Tuesday 16 June 2009

Pension cause for concern

A report on pensions by the Institute for Fiscal Studies should give all working people and their trade unions cause for serious concern.

The institute forecasts that government reforms due to kick off in 2012, under which workers will be automatically enrolled into company pension schemes or into new lost-cost "personal accounts," will boost retirement saving - but only by a little.
In the new scheme, individuals will have to contribute at least 4 per cent of their pay to a pension, while their employer pays in 3 per cent and the government contributes 1 per cent.

The institute pointed out that in 2005 there were around 4.7 million employees who hadn't been offered the chance to join a work-based pension scheme.
But it estimated that around half of these 4.7 million people would have made total contributions of less than £2,170 over the five years to the end of 2005.
Any increase in pension saving is, at least in absolute terms, likely to be small, the institute warned.

At the GMB conference last week, with what is likely not to be a coincidence of figures that union heard that 4,713,400 working families were in receipt of child and working tax credits to top up low incomes.
It is difficult to imagine the shattering impact on these families of losing 4 per cent of their income to a new pension scheme every week, especially in a period during which zero pay rises have become more and more prevalent.
And all for a pension which is likely to be minimal, given the facts of life in post-credit crunch Britain.

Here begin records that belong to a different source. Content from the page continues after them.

//! SQL dialect support.
//!
//! Different databases quote identifiers differently and differ on
//! `RETURNING` and last-insert-id retrieval. The quoting rules are a
//! pure function of the driver tag string reported by the connection.

/// Identifier-quoting and capability rules for one database family.
#[derive(Debug, Clone, Copy, PartialEq, Eq)]
pub enum Dialect {
    /// MySQL / MariaDB: backtick quoting.
    Mysql,
    /// PostgreSQL: double-quote quoting, `RETURNING`, sequences.
    Pgsql,
    /// SQLite: double-quote quoting, `RETURNING` (3.35+).
    Sqlite,
    /// SQL Server: bracket quoting.
    Sqlsrv,
    /// ANSI fallback for unrecognized drivers.
    Generic,
}

impl Dialect {
    /// Maps a driver tag to its dialect. Unrecognized tags fall back to
    /// [`Dialect::Generic`] (ANSI double-quote rules).
    #[must_use]
    pub fn from_driver(driver: &str) -> Self {
        match driver {
            "mysql" | "mariadb" => Self::Mysql,
            "pgsql" | "postgres" | "postgresql" => Self::Pgsql,
            "sqlite" | "sqlite3" => Self::Sqlite,
            "sqlsrv" | "mssql" => Self::Sqlsrv,
            _ => Self::Generic,
        }
    }

    /// Returns the dialect name.
    #[must_use]
    pub const fn name(self) -> &'static str {
        match self {
            Self::Mysql => "mysql",
            Self::Pgsql => "pgsql",
            Self::Sqlite => "sqlite",
            Self::Sqlsrv => "sqlsrv",
            Self::Generic => "generic",
        }
    }

    /// Quotes an identifier, doubling any embedded quote characters.
    ///
    /// Dotted names quote each part separately, so `schema.table`
    /// renders as `"schema"."table"`.
    #[must_use]
    pub fn quote_identifier(self, name: &str) -> String {
        name.split('.')
            .map(|part| self.quote_part(part.trim()))
            .collect::<Vec<_>>()
            .join(".")
    }

    fn quote_part(self, part: &str) -> String {
        match self {
            Self::Mysql => format!("`{}`", part.replace('`', "``")),
            Self::Sqlsrv => format!("[{}]", part.replace(']', "]]")),
            Self::Pgsql | Self::Sqlite | Self::Generic => {
                format!("\"{}\"", part.replace('"', "\"\""))
            }
        }
    }

    /// Whether the dialect supports a `RETURNING` clause on writes.
    #[must_use]
    pub const fn supports_returning(self) -> bool {
        matches!(self, Self::Pgsql | Self::Sqlite)
    }

    /// The sequence name to pass to `last_insert_id`, when the dialect
    /// retrieves generated keys by sequence (Postgres only).
    #[must_use]
    pub fn last_insert_id_name(self, table: &str, column: &str) -> Option<String> {
        match self {
            Self::Pgsql => Some(format!("{table}_{column}_seq")),
            _ => None,
        }
    }
}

BP will close its final-salary pension arrangement to new entrants from April next year, while Barclays Bank is taking about 18,000 staff out of its final-salary arrangement and into an inferior defined contribution scheme.
Anyone with a £50,000 pension fund retiring in 2009 will be 27 per cent worse off - around £20 per week - than someone who quit in 2008, according to current annuity figures.

Intune, the financial services arm of Age Concern and Help The Aged, recently found that 55 per cent of private pension-holders were very disappointed with the pension annuity income they expect to receive when they stop work and failures of the investment markets aren't likely to help matters.
The capitalist dogma which says that stock markets can always be relied upon to deliver strong returns has left millions facing an impoverished old age.
And the government's new scheme will mean that 4 per cent of the poorest working people's cash will be slung straight at those selfsame markets to play with as the speculators see fit.

Millions of people are now struggling with the effects of market collapse on their company and private pensions and we are nowhere near the end of the consequences of the credit crisis.
The government's so-called reform of the pension sector is merely an attempt to transfer the burden of pension payments into the private sector and away from the state pension system. But it was conceived and planned way before the free-market economy went into meltdown.

There can be no sane reason for continuing an adventure into the markets to underwrite pensions, when the markets have clearly demonstrated their inability to deliver. And there can be no excuse for burdening the two most vulnerable sectors of the population, pensioners and the low paid, with the results of an experiment which we can clearly see is doomed before it starts.

It's been said before, but we must say it again. The government can afford an adequate and responsive state pension scheme. It owes it to the elderly to provide it and to the low paid to ensure that they don't end up funding it out of already inadequate wages.